D, Brogan Rafferty, Vancouver Canucks
Page Hits: 6916 | Upside 7.0 | NHL Certainty: 8.5 | Dobber Prospect Ranking: 31 (D)
The defensively relentless Brogan Rafferty experienced a breakout season in the AHL this year after departing from Quinnipiac University. His 38 assists were the most among American Leauge rookie defenders and second only to Minnesota prospect Brennan Menell. The 25-year-old is a bit of a late bloomer but could make his way into the NHL as soon as next year. His lack of attention is hardly reflective of his recent breakout, which is surprising considering how much our resident Canuck hype-man has one of the largest Twitter presences in the hockey prospect world.
Perhaps Cam sees Rafferty as being below the threshold of hype for a few reasons. Despite his mature age, his skill is exuded in a raw manner. While he’s capable of creating flashy, deceptive plays in the neutral and offensive zone, Rafferty tends to be a minor liability in the neutral zone. His distribution efforts are reactive, rather than patient – a characteristic reflective of a player who is more focused on the next 3 seconds of play than the next 30 seconds.

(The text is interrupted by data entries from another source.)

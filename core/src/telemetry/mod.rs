pub mod source;

pub use source::TelemetrySource;
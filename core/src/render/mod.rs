pub mod gauge;
pub mod overlay;
pub mod radar;

pub use gauge::{Gauge, GaugeReading};
pub use overlay::{AnnotatedFrame, ClassPalette, DetectionClass, OverlayLabel, OverlayRenderer};
pub use radar::{Heading, RadarScene, RadarTarget, RadarView};

use serde::{Deserialize, Serialize};

/// 8-bit RGBA colour, independent of any GUI toolkit.
#[derive(Debug, Clone, Copy, PartialEq, Eq, Serialize, Deserialize)]
pub struct Rgba {
    pub r: u8,
    pub g: u8,
    pub b: u8,
    pub a: u8,
}

impl Rgba {
    pub const fn rgb(r: u8, g: u8, b: u8) -> Self {
        Self { r, g, b, a: 255 }
    }

    pub const fn rgba(r: u8, g: u8, b: u8, a: u8) -> Self {
        Self { r, g, b, a }
    }
}
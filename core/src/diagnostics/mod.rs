pub mod log;
pub mod metrics;

pub use log::LogManager;
pub use metrics::LoopMetrics;
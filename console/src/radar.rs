use crate::Message;
use gcscore::render::radar::{
    BACKGROUND, BLIP_COLOR, CAPTION_COLOR, GRID_COLOR, OWN_SHIP_COLOR, RING_COLOR,
};
use gcscore::render::{Heading, RadarView, Rgba};
use iced::{
    mouse,
    widget::canvas::{self, Frame, Geometry, LineDash, Path, Stroke},
    Color, Pixels, Point, Rectangle, Renderer, Theme,
};

const CAPTION_SIZE: f32 = 11.0;

pub fn color(rgba: Rgba) -> Color {
    Color::from_rgba8(rgba.r, rgba.g, rgba.b, rgba.a as f32 / 255.0)
}

/// Paints the radar scene for the current heading.
pub struct RadarCanvas<'a> {
    pub view: &'a RadarView,
    pub heading: Heading,
}

impl canvas::Program<Message> for RadarCanvas<'_> {
    type State = ();

    fn draw(
        &self,
        _state: &Self::State,
        renderer: &Renderer,
        _theme: &Theme,
        bounds: Rectangle,
        _cursor: mouse::Cursor,
    ) -> Vec<Geometry> {
        let mut frame = Frame::new(renderer, bounds.size());
        let scene = self.view.scene(self.heading, bounds.width, bounds.height);
        if scene.is_empty() {
            return vec![frame.into_geometry()];
        }

        frame.fill_rectangle(Point::ORIGIN, bounds.size(), color(BACKGROUND));

        let grid = Path::new(|builder| {
            for segment in &scene.grid {
                builder.move_to(Point::new(segment.from.x, segment.from.y));
                builder.line_to(Point::new(segment.to.x, segment.to.y));
            }
        });
        frame.stroke(
            &grid,
            Stroke {
                line_dash: LineDash {
                    segments: &[2.0, 4.0],
                    offset: 0,
                },
                ..Stroke::default()
            }
            .with_color(color(GRID_COLOR))
            .with_width(1.0),
        );

        for ring in &scene.rings {
            let ring_path = Path::circle(Point::new(ring.center.x, ring.center.y), ring.radius);
            frame.stroke(
                &ring_path,
                Stroke::default()
                    .with_color(color(RING_COLOR))
                    .with_width(1.0),
            );
        }

        for blip in &scene.blips {
            let marker = Path::circle(Point::new(blip.center.x, blip.center.y), blip.radius);
            frame.fill(&marker, color(BLIP_COLOR));
        }

        if let Some([nose, left, right]) = scene.own_ship {
            let glyph = Path::new(|builder| {
                builder.move_to(Point::new(nose.x, nose.y));
                builder.line_to(Point::new(left.x, left.y));
                builder.line_to(Point::new(right.x, right.y));
                builder.close();
            });
            frame.fill(&glyph, color(OWN_SHIP_COLOR));
        }

        if let Some(caption) = &scene.caption {
            frame.fill_text(canvas::Text {
                content: caption.text.clone(),
                position: Point::new(caption.position.x, caption.position.y - CAPTION_SIZE - 2.0),
                color: color(CAPTION_COLOR),
                size: Pixels(CAPTION_SIZE),
                ..canvas::Text::default()
            });
        }

        vec![frame.into_geometry()]
    }
}
pub mod detection;
pub mod telemetry;

pub use detection::{BoundingBox, Detection};
pub use telemetry::{FlightMode, SampleOrigin, TelemetrySample};
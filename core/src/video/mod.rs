//! Frame sources consumed by the fast refresh loop.

#[cfg(feature = "camera")]
pub mod camera;
pub mod pattern;

#[cfg(feature = "camera")]
pub use camera::CameraSource;
pub use pattern::PatternSource;

use crate::prelude::Frame;

/// A capture device or synthetic feed polled once per fast tick.
pub trait VideoSource {
    fn is_open(&self) -> bool;
    /// Next frame, or `None` when the read fails or the source is exhausted.
    fn read_frame(&mut self) -> Option<Frame>;
    /// Releases the underlying handle. Safe to call more than once.
    fn release(&mut self);
}

/// Source that never opens; the console keeps its placeholder.
#[derive(Debug, Default)]
pub struct ClosedSource;

impl VideoSource for ClosedSource {
    fn is_open(&self) -> bool {
        false
    }

    fn read_frame(&mut self) -> Option<Frame> {
        None
    }

    fn release(&mut self) {}
}
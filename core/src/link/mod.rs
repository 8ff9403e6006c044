//! Vehicle telemetry link consumed by the slow refresh loop.

pub mod mav;

pub use mav::MavlinkLink;

/// Flight-state message translated out of the wire protocol.
#[derive(Debug, Clone, Copy, PartialEq)]
pub enum LinkMessage {
    Hud {
        altitude_m: f32,
        groundspeed_mps: f32,
        heading_deg: f32,
    },
    /// `None` when the vehicle reports its remaining charge as unknown.
    Battery { remaining_percent: Option<f32> },
    Heartbeat { armed: bool },
}

/// Live connection to one vehicle.
pub trait VehicleLink {
    /// Next pending message, without blocking.
    fn try_recv(&mut self) -> Option<LinkMessage>;
    /// Stops receiving. Safe to call more than once.
    fn close(&mut self);
}
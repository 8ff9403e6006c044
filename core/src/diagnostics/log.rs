use log::{debug, info, warn};

/// Thin `log` front-end that tags records with the owning component.
#[derive(Debug, Clone, Copy)]
pub struct LogManager {
    component: &'static str,
}

impl LogManager {
    pub fn new(component: &'static str) -> Self {
        Self { component }
    }

    pub fn record(&self, message: &str) {
        info!("[{}] {}", self.component, message);
    }

    pub fn trace(&self, message: &str) {
        debug!("[{}] {}", self.component, message);
    }

    pub fn warn(&self, message: &str) {
        warn!("[{}] {}", self.component, message);
    }
}

impl Default for LogManager {
    fn default() -> Self {
        Self::new("gcs")
    }
}
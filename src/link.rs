//! Login / verification link detection

use regex::Regex;
use std::sync::LazyLock;
use tracing::trace;

static ANCHOR_REGEX: LazyLock<Regex> = LazyLock::new(|| {
    Regex::new(
        r#"(?is)<a\s+(?:[^>]*?\s+)?href\s*=\s*(?:"([^"]*)"|'([^']*)')[^>]*>(.*?)</a>"#,
    )
    .unwrap()
});

static BUTTON_TEXT_REGEX: LazyLock<Regex> = LazyLock::new(|| {
    Regex::new(r"(?i)登录|登入|验证|驗證|确认|確認|log\s?in|verify|confirm|sign\s?in").unwrap()
});

static TAG_REGEX: LazyLock<Regex> = LazyLock::new(|| Regex::new(r"<[^>]+>").unwrap());

static ABSOLUTE_URL_REGEX: LazyLock<Regex> =
    LazyLock::new(|| Regex::new(r"(?i)^https?://").unwrap());

static URL_REGEX: LazyLock<Regex> =
    LazyLock::new(|| Regex::new(r#"(?i)https?://[^\s<>"'()]+"#).unwrap());

static AUTH_PARAM_REGEX: LazyLock<Regex> = LazyLock::new(|| {
    Regex::new(r"(?i)[?&](?:token|code|key|auth|magic|secret|v|verify)=").unwrap()
});

static AUTH_PATH_REGEX: LazyLock<Regex> =
    LazyLock::new(|| Regex::new(r"(?i)/(?:verify|confirm|auth|login|magic)\b").unwrap());

/// URL fragments of links that are never the action link
const PUBLIC_LINK_TERMS: &[&str] = &[
    "unsubscribe",
    "privacy",
    "terms",
    "facebook.com",
    "twitter.com",
    "linkedin.com",
    "instagram.com",
    "youtube.com",
];

/// Static asset extensions
const ASSET_EXTENSIONS: &[&str] = &[
    ".png", ".jpg", ".jpeg", ".gif", ".svg", ".webp", ".ico", ".css", ".js",
];

/// Find a login or verification link in a message.
///
/// Prefers an anchor whose text reads like a sign-in or confirm button; falls
/// back to the first URL carrying an auth-looking parameter or path segment.
/// Returns an empty string when nothing qualifies.
#[must_use]
pub fn extract_login_link(text: &str, html: &str) -> String {
    if let Some(href) = find_button_link(html) {
        trace!(%href, "login link from anchor");
        return href;
    }

    let combined = format!("{text} {html}");
    URL_REGEX
        .find_iter(&combined)
        .map(|m| clean_url(m.as_str()))
        .find(|url| {
            (AUTH_PARAM_REGEX.is_match(url) || AUTH_PATH_REGEX.is_match(url))
                && !is_public_link(url)
        })
        .map(|url| {
            trace!(%url, "login link from bare url");
            url.to_string()
        })
        .unwrap_or_default()
}

fn find_button_link(html: &str) -> Option<String> {
    ANCHOR_REGEX.captures_iter(html).find_map(|cap| {
        let href = cap.get(1).or_else(|| cap.get(2))?.as_str().trim();
        let label = cap.get(3).map_or("", |m| m.as_str());
        let label = TAG_REGEX.replace_all(label, "");

        (BUTTON_TEXT_REGEX.is_match(label.trim())
            && ABSOLUTE_URL_REGEX.is_match(href)
            && !is_public_link(href))
        .then(|| html_escape::decode_html_entities(href).into_owned())
    })
}

/// Unsubscribe, legal, social media and static asset links
#[must_use]
pub fn is_public_link(url: &str) -> bool {
    let lower = url.to_lowercase();
    PUBLIC_LINK_TERMS.iter().any(|term| lower.contains(term))
        || ASSET_EXTENSIONS.iter().any(|ext| lower.ends_with(ext))
}

fn clean_url(url: &str) -> &str {
    url.trim_end_matches(['.', ',', ';', '>', ')'])
}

If brought into the NHL next season, based on his offensive merit, it seems appropriate that Rafferty would fit into a role with some penalty killing exposure. While his offensive ceiling is indeed high, there’s little security in hoping that his offensive success in the AHL translates to offensive success in the NHL.

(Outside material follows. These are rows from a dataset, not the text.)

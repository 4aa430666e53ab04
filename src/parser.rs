//! Message parsing: recursive MIME walk, body fallback and message summary

use crate::config::Options;
use crate::decode::{decode_body, utf8_or_latin1};
use crate::error::{ParseError, Result};
use crate::extracted::{extract_signal_with, preview};
use crate::headers::{HeaderMap, boundary, split_headers_and_body};
use crate::html::{looks_like_markup, sniff_html, text_to_html};
use crate::multipart::split_multipart;
use crate::types::{EmailAddress, InboundMessage, ParsedContent};
use chrono::{DateTime, Utc};
use mailparse::MailHeaderMap;
use tracing::{debug, trace};

/// Reconstruct the text and HTML bodies of a raw message.
///
/// Never fails; a message without readable content yields two empty strings.
#[must_use]
pub fn parse_email_body(raw: &str) -> ParsedContent {
    parse_email_body_with(raw, &Options::default())
}

/// [`parse_email_body`] with explicit options
#[must_use]
pub fn parse_email_body_with(raw: &str, options: &Options) -> ParsedContent {
    let (headers, body) = split_headers_and_body(raw);
    let walker = EntityWalker {
        max_depth: options.max_depth,
    };
    let content = walker.parse_entity(&headers, body, 0);
    fill_missing_html(content, body)
}

/// [`parse_email_body`] for raw bytes.
///
/// Non UTF-8 input is read one character per byte so that declared legacy
/// charsets can still be applied to 8bit bodies.
#[must_use]
pub fn parse_email_body_bytes(raw: &[u8]) -> ParsedContent {
    parse_email_body(&utf8_or_latin1(raw))
}

/// Parse a raw message into headers, body, preview and actionable signal
#[must_use]
pub fn parse_email(raw: &str) -> InboundMessage {
    parse_email_with(raw, &Options::default())
}

/// [`parse_email`] for raw bytes
#[must_use]
pub fn parse_email_bytes(raw: &[u8]) -> InboundMessage {
    parse_email(&utf8_or_latin1(raw))
}

/// [`parse_email`] with explicit options
#[must_use]
pub fn parse_email_with(raw: &str, options: &Options) -> InboundMessage {
    let (headers, _) = split_headers_and_body(raw);
    let decoded = if headers.is_empty() {
        Vec::new()
    } else {
        decoded_headers(raw).unwrap_or_else(|e| {
            debug!("{e}, using raw header values");
            Vec::new()
        })
    };
    let header = |name: &str| -> Option<String> {
        decoded
            .get_first_value(name)
            .or_else(|| headers.get(name).map(str::to_string))
    };

    let raw_subject = header("subject").unwrap_or_default();
    let body = parse_email_body_with(raw, options);
    let signal = extract_signal_with(&options.code_windows, &raw_subject, &body.text, &body.html);
    let preview = preview(&body.text, &body.html, options.preview_chars);

    let date = header("date").and_then(|d| {
        DateTime::parse_from_rfc2822(d.trim())
            .ok()
            .map(|dt| dt.with_timezone(&Utc))
    });

    debug!(
        subject = %raw_subject,
        signal = signal.kind(),
        "Parsed inbound message"
    );

    InboundMessage {
        from: header("from").and_then(|f| EmailAddress::parse(&f)),
        to: header("to")
            .map(|t| EmailAddress::parse_list(&t))
            .unwrap_or_default(),
        subject: if raw_subject.trim().is_empty() {
            "(no subject)".to_string()
        } else {
            raw_subject
        },
        message_id: header("message-id").map(|id| id.trim().to_string()),
        date,
        body,
        preview,
        signal,
    }
}

/// Header values with RFC 2047 encoded words decoded
fn decoded_headers(raw: &str) -> Result<Vec<mailparse::MailHeader<'_>>> {
    let (headers, _) =
        mailparse::parse_headers(raw.as_bytes()).map_err(|e| ParseError::Headers(e.to_string()))?;
    Ok(headers)
}

/// Fill an empty `html` from the top-level body, or synthesize it from text
fn fill_missing_html(mut content: ParsedContent, body: &str) -> ParsedContent {
    if !content.html.is_empty() {
        return content;
    }

    if let Some(html) = sniff_html(body) {
        trace!("html span found in raw body");
        content.html = html.to_string();
    } else if looks_like_markup(body) {
        trace!("raw body looks like markup");
        content.html = body.to_string();
    } else if !content.text.is_empty() {
        content.html = text_to_html(&content.text);
    }

    content
}

struct EntityWalker {
    max_depth: usize,
}

impl EntityWalker {
    fn check_depth(&self, depth: usize) -> Result<()> {
        if depth > self.max_depth {
            return Err(ParseError::DepthExceeded {
                depth,
                max: self.max_depth,
            });
        }
        Ok(())
    }

    /// A complete message nested inside another one
    fn parse_message(&self, raw: &str, depth: usize) -> ParsedContent {
        let (headers, body) = split_headers_and_body(raw);
        self.parse_entity(&headers, body, depth)
    }

    fn parse_entity(&self, headers: &HeaderMap, body: &str, depth: usize) -> ParsedContent {
        if let Err(e) = self.check_depth(depth) {
            debug!("{e}, not descending further");
            return ParsedContent::default();
        }

        let content_type = headers.content_type();
        let ct = content_type.trim().to_lowercase();

        if !ct.starts_with("multipart/") {
            return Self::parse_leaf(headers, body, &ct);
        }

        let mut content = ParsedContent::default();
        let boundary = boundary(content_type);
        if boundary.is_empty() {
            debug!(content_type = %ct, "multipart entity without boundary");
            return content;
        }

        for part in split_multipart(body, &boundary) {
            let (part_headers, part_body) = split_headers_and_body(&part);
            let part_ct = part_headers.content_type().trim().to_lowercase();

            let found = if part_ct.starts_with("message/rfc822") {
                trace!(depth, "descending into embedded message");
                self.parse_message(part_body, depth + 1)
            } else if part_ct.contains("rfc822-headers") {
                trace!(depth, "skipping headers-only part");
                continue;
            } else {
                trace!(depth, content_type = %part_ct, "descending into part");
                self.parse_entity(&part_headers, part_body, depth + 1)
            };

            content.merge_missing(found);
            if content.is_complete() {
                break;
            }
        }

        content
    }

    fn parse_leaf(headers: &HeaderMap, body: &str, ct: &str) -> ParsedContent {
        let decoded = decode_body(body, headers.transfer_encoding(), ct);

        if ct.is_empty() {
            let source = if decoded.is_empty() { body } else { decoded.as_str() };
            if let Some(html) = sniff_html(source) {
                return ParsedContent::new("", html);
            }
        }

        if ct.contains("text/html") {
            ParsedContent::new("", decoded)
        } else {
            ParsedContent::new(decoded, "")
        }
    }
}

Verdict: Appropriately Hyped
RW, Tanner Laczynski, Philadelphia Flyers
Page Hits: 3695| Upside 6.7 | NHL Certainty: 7.8 | Dobber Prospect Ranking: 33
Considering the circumstances surrounding Laczynski’s persuit of an NHL contract, it’s baffling that his name hasn’t been more prominent over the last two to three months. The Ohio State University GRADUATE is a strong and skillful forward who brings plenty of two-way aptitudes to the Flyers depth. His competence in the areas of puck protection and edgework are two of the glaring strengths that could allow the 23-year-old to make an immediate impact in the pro circuit.
As mentioned, Laczynski graduated from The Ohio State University this spring, meaning that after four-years of NCAA play, he was sitting in a position of pending unrestricted free agency. This alone is enough for me to say that his lack of hype has been high. In addition, the former sixth-round draft pick is the essence of a future third-line NHL player. The simple aspects of his game such as his ability to get pucks through to the net, and forgo the modern loose-puck on a string style of maneuvering provides a refreshing view of success.
LW, John Leonard, San Jose Sharks
Page Hits: 4005 | Upside 6.5 | NHL Certainty: 7.0 | Dobber Prospect Ranking: 112 (F)
The UMass Amherst junior is one of the most finely tuned finesse players currently competing in Hockey East. As a former sixth-round selection, it’s easy to have slept on the 21-year-old, but it should end soon. After accruing a point per game in his second consecutive season, Leonard became a top-10 finalist for the Hobey Baker award. If you don’t believe me about his endless stream of skill, just take a gander here…
With his strengths in the puck skill department overshadowing nearly his entire competition, it’s also easy to overlook some of the other strengths in his game. Leonard sees the ice like a hawk, and anticipates plays extremely well – it’s part of what allows him to create such forgiving gaps for himself, and something that should help him succeed further into his hockey career. In addition, the effort that he puts into puck battles and retrieval rivals the strength of players with an additional 3 inches in height and 30 pounds. While I’m optimistic that there is an immense upside to gambling on this former sixth-round pick, his range is narrower than many other players, and as such, he’s a bit of a boom-or-bust prospect.